Tokugawa Japan (147f, 176-9)

Enlightenment

nationalism

urbanization

  1. Source Interpretation. (10 minutes, 20 points)

    From one of the primary sources in the course reader (#3-9), Vassa/Equiano's Interesting Narrative (a key passage), or one of the boxed primary sources in the textbook (pp. 129, 205, 215, 225, 256, 259) I will select a short passage and ask you to answer some specific questions about it.

    To study for this part, go through your notes from section and jot down the issues you discussed about the sources in the reader. For the sources in the textbook, simply read the discussion accompanying the boxed sources, and the relevant passages of the textbook itself, and think about why the authors chose that source from the hundreds of possibilities.

    I will ask you questions that you can answer based mainly on the words of the source text itself.
    [note 5/3/06, 11pm: See the sample source question and answers by a TA and the professor.]

  2. Essay question: You will be asked to compose an essay on one of the following topics. (40 minutes, 50 points)

    A question similar to one of these will be on the midterm.

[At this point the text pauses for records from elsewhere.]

//! Concurrency tests for the order core
//!
//! Exercises the whole stack end to end:
//! - Service → Actor → Storage, with a sandbox payment gateway
//! - Oversell prevention under concurrent placement
//! - Idempotent reconciliation across callback and polling delivery
//! - Order lifecycle legality

use anyhow::Result;
use momo_gateway::{GatewayStatus, SandboxGateway};
use order_core::{
    Caller, Config, Error, OrderLine, OrderService, OrderStatus, Product,
};
use rust_decimal::Decimal;
use std::sync::Arc;
use uuid::Uuid;

async fn test_service() -> Result<(Arc<OrderService>, Arc<SandboxGateway>, tempfile::TempDir)> {
    let _ = tracing_subscriber::fmt()
        .with_env_filter("order_core=debug")
        .with_test_writer()
        .try_init();

    let temp_dir = tempfile::tempdir()?;
    let mut config = Config::default();
    config.data_dir = temp_dir.path().to_path_buf();

    let gateway = Arc::new(SandboxGateway::new());
    let service = Arc::new(OrderService::open(config, gateway.clone()).await?);
    Ok((service, gateway, temp_dir))
}

async fn seed_product(service: &OrderService, stock: u32, price_cents: i64) -> Result<Product> {
    let product = Product::new("Limited Sneaker", Decimal::new(price_cents, 2), stock, "shoes");
    service.upsert_product(product.clone()).await?;
    Ok(product)
}

#[tokio::test]
async fn test_concurrent_buyers_last_unit() -> Result<()> {
    let (service, _gateway, _temp) = test_service().await?;
    let product = seed_product(&service, 1, 19999).await?;

    // Eight buyers race for one unit
    let mut handles = Vec::new();
    for _ in 0..8 {
        let service = service.clone();
        let product_id = product.product_id;
        handles.push(tokio::spawn(async move {
            service
                .place_order(
                    Uuid::new_v4(),
                    vec![OrderLine { product_id, quantity: 1 }],
                    None,
                )
                .await
        }));
    }

    let mut placed = 0;
    let mut refused = 0;
    for handle in handles {
        match handle.await? {
            Ok(_) => placed += 1,
            Err(Error::InsufficientStock { available, .. }) => {
                assert_eq!(available, 0);
                refused += 1;
            }
            Err(other) => panic!("unexpected error: {other}"),
        }
    }

    assert_eq!(placed, 1);
    assert_eq!(refused, 7);

    let row = service.get_product(product.product_id).await?;
    assert_eq!(row.stock, 0);
    assert_eq!(row.reserved, 1);
    assert_eq!(service.metrics().orders_placed.get(), 1);
    assert_eq!(service.metrics().insufficient_stock.get(), 7);

    Ok(())
}

#[tokio::test]
async fn test_stock_conservation_under_load() -> Result<()> {
    let (service, _gateway, _temp) = test_service().await?;
    let product = seed_product(&service, 3, 500).await?;

    let mut handles = Vec::new();
    for _ in 0..4 {
        let service = service.clone();
        let product_id = product.product_id;
        handles.push(tokio::spawn(async move {
            service
                .place_order(
                    Uuid::new_v4(),
                    vec![OrderLine { product_id, quantity: 1 }],
                    None,
                )
                .await
        }));
    }

    let mut placed = 0;
    for handle in handles {
        if handle.await?.is_ok() {
            placed += 1;
        }
    }

    assert_eq!(placed, 3);

    // stock + reserved == seeded stock, always
    let row = service.get_product(product.product_id).await?;
    assert_eq!(row.stock + row.reserved, 3);
    assert_eq!(row.stock, 0);

    Ok(())
}

#[tokio::test]
async fn test_full_order_and_payment_lifecycle() -> Result<()> {
    let (service, gateway, _temp) = test_service().await?;
    let product = seed_product(&service, 5, 12050).await?;

    let user_id = Uuid::new_v4();
    let caller = Caller::user(user_id);
    let admin = Caller::admin(Uuid::new_v4());

    let order = service
        .place_order(
            user_id,
            vec![OrderLine { product_id: product.product_id, quantity: 2 }],
            Some(Decimal::new(24100, 2)),
        )
        .await?;
    assert_eq!(order.total, Decimal::new(24100, 2));
    assert_eq!(order.status, OrderStatus::Pending);

    let reference = service
        .initiate_payment(order.order_id, "+250 788 555 123", &caller)
        .await?;
    assert_eq!(gateway.charge_count(), 1);

    gateway.resolve(&reference, GatewayStatus::Successful)?;

    // Callback and a later poll both deliver the same outcome
    service
        .apply_payment_status(&reference, GatewayStatus::Successful, order.total)
        .await?;
    service.poll_payment(&reference).await?;

    let paid = service.get_order(order.order_id, &caller).await?;
    assert_eq!(paid.status, OrderStatus::Processing);
    assert_eq!(service.metrics().payments_succeeded.get(), 1);

    // Fulfilment
    let shipped = service
        .update_status(order.order_id, OrderStatus::Shipped, &admin)
        .await?;
    assert_eq!(shipped.status, OrderStatus::Shipped);
    let delivered = service
        .update_status(order.order_id, OrderStatus::Delivered, &admin)
        .await?;
    assert_eq!(delivered.status, OrderStatus::Delivered);

    // Delivered is terminal
    let err = service
        .update_status(order.order_id, OrderStatus::Cancelled, &admin)
        .await
        .unwrap_err();
    assert!(matches!(err, Error::InvalidTransition { .. }));

    Ok(())
}

#[tokio::test]
async fn test_duplicate_callbacks_apply_once() -> Result<()> {
    let (service, gateway, _temp) = test_service().await?;
    let product = seed_product(&service, 5, 1000).await?;

    let user_id = Uuid::new_v4();
    let caller = Caller::user(user_id);

    let order = service
        .place_order(
            user_id,
            vec![OrderLine { product_id: product.product_id, quantity: 1 }],
            None,
        )
        .await?;
    let reference = service
        .initiate_payment(order.order_id, "0788123456", &caller)
        .await?;
    gateway.resolve(&reference, GatewayStatus::Successful)?;

    for _ in 0..5 {
        service
            .apply_payment_status(&reference, GatewayStatus::Successful, order.total)
            .await?;
    }

    assert_eq!(service.metrics().payments_succeeded.get(), 1);
    assert_eq!(
        service.get_order(order.order_id, &caller).await?.status,
        OrderStatus::Processing
    );

    Ok(())
}

#[tokio::test]
async fn test_list_orders_newest_first() -> Result<()> {
    let (service, _gateway, _temp) = test_service().await?;
    let product = seed_product(&service, 10, 1000).await?;
    let user_id = Uuid::new_v4();

    let mut placed = Vec::new();
    for _ in 0..3 {
        let order = service
            .place_order(
                user_id,
                vec![OrderLine { product_id: product.product_id, quantity: 1 }],
                None,
            )
            .await?;
        placed.push(order.order_id);
        tokio::time::sleep(std::time::Duration::from_millis(5)).await;
    }

    // A stranger's order never shows up in this user's list
    service
        .place_order(
            Uuid::new_v4(),
            vec![OrderLine { product_id: product.product_id, quantity: 1 }],
            None,
        )
        .await?;

    let listed = service.list_orders(user_id).await?;
    assert_eq!(listed.len(), 3);
    for window in listed.windows(2) {
        assert!(window[0].created_at >= window[1].created_at);
    }
    assert_eq!(listed[0].order_id, *placed.last().unwrap());

    Ok(())
}

#[tokio::test]
async fn test_multi_line_order_is_all_or_nothing() -> Result<()> {
    let (service, _gateway, _temp) = test_service().await?;

    let plenty = Product::new("Notebook", Decimal::new(300, 2), 50, "stationery");
    let scarce = Product::new("Fountain Pen", Decimal::new(8000, 2), 1, "stationery");
    service.upsert_product(plenty.clone()).await?;
    service.upsert_product(scarce.clone()).await?;

    let err = service
        .place_order(
            Uuid::new_v4(),
            vec![
                OrderLine { product_id: plenty.product_id, quantity: 10 },
                OrderLine { product_id: scarce.product_id, quantity: 2 },
            ],
            None,
        )
        .await
        .unwrap_err();
    assert!(matches!(err, Error::InsufficientStock { .. }));

    // The passing line left no trace
    assert_eq!(service.get_product(plenty.product_id).await?.stock, 50);
    assert_eq!(service.get_product(scarce.product_id).await?.stock, 1);
    assert!(service.list_orders(Uuid::new_v4()).await?.is_empty());

    Ok(())
}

  1. We use the term "revolution" to denote both the French and Industrial Revolutions, although these world-historical events were very different in many respects.
    • Compare the causes and effects of the two:
      • What causal factors contributed to the emergence and unfolding of both?
      • Which were important for only one, but not the other?
      • Did one revolution play a role in causing the other? Explain how they were independent or connected.
      • What changed in each one? (Think about how things were before, and how they were after--what was different?)
    • Conclude your essay with some reflections on which one was more important for shaping the global system that we have today.
      • Why do you think that the changes brought about during that revolution were more consequential? How would the world today be different if either revolution hadn't happened?
  2. Slavery has been a feature of human societies since the earliest times.
    • Discuss the various types of slavery, describing typical examples of the areas and time periods in which they were practiced.
    • The transatlantic "triangle trade" was a defining feature of international interaction from the 17th to 19th centuries.
      • What was it? How did it work? Why did it develop? Who benefited from it?
      • What world-historical consequences did it help to engender?
    • Over the course of the 19th century first the transatlantic slave trade, then the practice of slavery itself was banned in Europe and the Americas.
      • Describe some of the causes historians (activists, economists, ...) have argued were the forces behind the demise of Atlantic and plantation slavery.
      • Which do you think were most important? Why? Are the reasons the same for all regions? If some factors were missing, would abolition have occurred? In the same way, at the same time?
    • [In addition to lecture, textbook pp. 128-36 and 208-16 may be especially helpful.]